2010 flowers (Peru/New York and DC)
http://www.mypublisher.com/?e=OHm3Q8zJl3QwkCsW-3ZjeiuPijXXvy9X&showForm=true

Ecuador/Galapagos Islands
http://www.mypublisher.com/?e=OHm3Q8zJl3Sb1CuMZeNll7gWqAzSZdpe&showForm=true

Peru
http://www.mypublisher.com/?e=OHm3Q8zJl3S4ZVhg5itUbQsFcm-DlWRn&showForm=true

Australia
http://www.mypublisher.com/?e=OHm3Q8zJl3R0Zeb35ASoZr4K6aBz97um&showForm=true

South Africa
http://www.mypublisher.com/?e=OHm3Q8zJl3TeDwOxiPmecOEPWA1QsYmb&showForm=true


----------



## mlewis78 (Apr 19, 2009)

Beautiful!  Did you have these all made into hard copy books?


----------



## telracs (Jul 12, 2009)

mlewis78 said:


> Beautiful! Did you have these all made into hard copy books?


Yup. The DC one is on its way to me now and the flower one is in the printing process.

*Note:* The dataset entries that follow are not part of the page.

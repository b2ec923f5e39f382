use idlegate::command::CommandRunner;
use idlegate::config::Config;
use idlegate::gateway::Gateway;
use idlegate::monitor::{Monitor, Target};
use idlegate::proxy::GatewayServer;
use std::path::PathBuf;
use std::sync::Arc;
use std::time::Duration;
use tokio::sync::watch;
use tracing::{error, info};

#[tokio::main]
async fn main() -> anyhow::Result<()> {
    // Initialize logging
    tracing_subscriber::fmt()
        .with_env_filter(
            tracing_subscriber::EnvFilter::from_default_env()
                .add_directive("idlegate=debug".parse().expect("valid log directive")),
        )
        .init();

    // Load configuration
    let config_path = std::env::args()
        .nth(1)
        .map(PathBuf::from)
        .unwrap_or_else(|| PathBuf::from("config.toml"));

    let config = Config::load(&config_path).map_err(|e| {
        error!(path = %config_path.display(), error = %e, "Failed to load configuration");
        e
    })?;

    info!(path = %config_path.display(), "Configuration loaded");
    print_startup_banner(&config);

    // Create shutdown channel
    let (shutdown_tx, shutdown_rx) = watch::channel(false);

    let monitor = Monitor::new(
        Target {
            host: config.target.host.clone(),
            port: config.target.port,
        },
        config.timing.probe_interval(),
        config.timing.probe_timeout(),
    );

    let (gateway, events_rx) = Gateway::new(
        config.timing.tick_interval(),
        config.timing.idle_timeout(),
        config.timing.transition_timeout(),
    );

    let server = GatewayServer::bind(
        config.server.listen_addr()?,
        Arc::clone(&monitor),
        Arc::clone(&gateway),
    )
    .await?;

    let monitor_handle = tokio::spawn(Arc::clone(&monitor).run(shutdown_rx.clone()));
    let gateway_handle = tokio::spawn(gateway.run(Arc::clone(&monitor), shutdown_rx.clone()));

    let runner = CommandRunner::new(config.commands.clone());
    let runner_handle = tokio::spawn(runner.run(events_rx, shutdown_rx.clone()));

    let server_shutdown_rx = shutdown_rx.clone();
    let server_handle = tokio::spawn(async move {
        if let Err(e) = server.run(server_shutdown_rx).await {
            error!(error = %e, "Gateway server error");
        }
    });

    // Wait for shutdown signal (Ctrl+C or SIGTERM)
    #[cfg(unix)]
    {
        use tokio::signal::unix::{signal, SignalKind};
        let mut sigterm = signal(SignalKind::terminate()).expect("Failed to install SIGTERM handler");

        tokio::select! {
            _ = tokio::signal::ctrl_c() => {
                info!("Received SIGINT (Ctrl+C), shutting down...");
            }
            _ = sigterm.recv() => {
                info!("Received SIGTERM, shutting down...");
            }
        }
    }

    #[cfg(not(unix))]
    {
        tokio::signal::ctrl_c()
            .await
            .expect("Failed to listen for Ctrl+C");
        info!("Received Ctrl+C, shutting down...");
    }

    // Signal shutdown and wait for tasks to stop (with timeout)
    let _ = shutdown_tx.send(true);
    let _ = tokio::time::timeout(Duration::from_secs(5), async {
        let _ = monitor_handle.await;
        let _ = gateway_handle.await;
        let _ = runner_handle.await;
        let _ = server_handle.await;
    })
    .await;

    info!("Shutdown complete");
    Ok(())
}

fn print_startup_banner(config: &Config) {
    info!(
        name = env!("CARGO_PKG_NAME"),
        version = env!("CARGO_PKG_VERSION"),
        "Starting gateway"
    );
    info!(
        bind = %config.server.bind,
        port = config.server.port,
        target_host = %config.target.host,
        target_port = config.target.port,
        "Gateway configuration"
    );
    info!(
        probe_interval_secs = config.timing.probe_interval_secs,
        probe_timeout_secs = config.timing.probe_timeout_secs,
        tick_interval_ms = config.timing.tick_interval_ms,
        idle_timeout_secs = config.timing.idle_timeout_secs,
        transition_timeout_secs = config.timing.transition_timeout_secs,
        "Timing configuration"
    );
    info!(
        start_command = config.commands.start.is_some(),
        stop_command = config.commands.stop.is_some(),
        "Lifecycle commands"
    );
}
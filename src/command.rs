//! External command execution for lifecycle events
//!
//! Consumes the gateway's lifecycle events and runs the configured shell
//! commands. Command failure is logged and otherwise ignored: liveness
//! probes are the only feedback loop, and the state machine retries a
//! failed stop on its own.

use crate::config::CommandsConfig;
use crate::gateway::LifecycleEvent;
use anyhow::Context;
use tokio::process::Command;
use tokio::sync::{mpsc, watch};
use tracing::{debug, error, info, warn};

pub struct CommandRunner {
    commands: CommandsConfig,
}

impl CommandRunner {
    pub fn new(commands: CommandsConfig) -> Self {
        Self { commands }
    }

    /// Consume lifecycle events until the channel closes or shutdown is
    /// signalled
    pub async fn run(
        self,
        mut events_rx: mpsc::UnboundedReceiver<LifecycleEvent>,
        mut shutdown_rx: watch::Receiver<bool>,
    ) {
        loop {
            tokio::select! {
                event = events_rx.recv() => {
                    match event {
                        Some(event) => self.handle(event).await,
                        None => break,
                    }
                }
                _ = shutdown_rx.changed() => {
                    if *shutdown_rx.borrow() {
                        debug!("Command runner shutting down");
                        break;
                    }
                }
            }
        }
    }

    async fn handle(&self, event: LifecycleEvent) {
        let (name, command) = match event {
            LifecycleEvent::Start => ("start", &self.commands.start),
            LifecycleEvent::Stop => ("stop", &self.commands.stop),
        };
        let Some(command) = command else {
            warn!(command = name, "No command configured, skipping");
            return;
        };
        if let Err(e) = execute(name, command).await {
            error!(command = name, error = %e, "Command failed");
        }
    }
}

/// Run one shell command to completion, logging its output
async fn execute(name: &str, line: &str) -> anyhow::Result<()> {
    let words = shell_words::split(line)
        .with_context(|| format!("Failed to parse {} command: {}", name, line))?;
    let (program, args) = words
        .split_first()
        .with_context(|| format!("Empty {} command", name))?;

    info!(command = name, line, "Executing command");
    let output = Command::new(program)
        .args(args)
        .output()
        .await
        .with_context(|| format!("Failed to run {} command", name))?;

    if !output.status.success() {
        anyhow::bail!(
            "{} command exited with {}: {}",
            name,
            output.status,
            String::from_utf8_lossy(&output.stderr).trim()
        );
    }

    debug!(
        command = name,
        stdout = %String::from_utf8_lossy(&output.stdout).trim(),
        "Command finished"
    );
    Ok(())
}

there are actually 3 more if anyone is interested in seeing those....


----------



## intinst (Dec 23, 2008)

You do nice work, scarlet. All are beautiful


----------



## drenee (Nov 11, 2008)

OMG, I love the flower book.  That would make a beautiful coffee table book.  
Thank you for sharing.
deb


----------



## telracs (Jul 12, 2009)

*blushing*


----------



## Sandpiper (Oct 28, 2008)

Beautiful photos!  I've bookmarked the site.  I want to do a book of my Seaside, FL photos.  Got some beauts if I do say so myself.


----------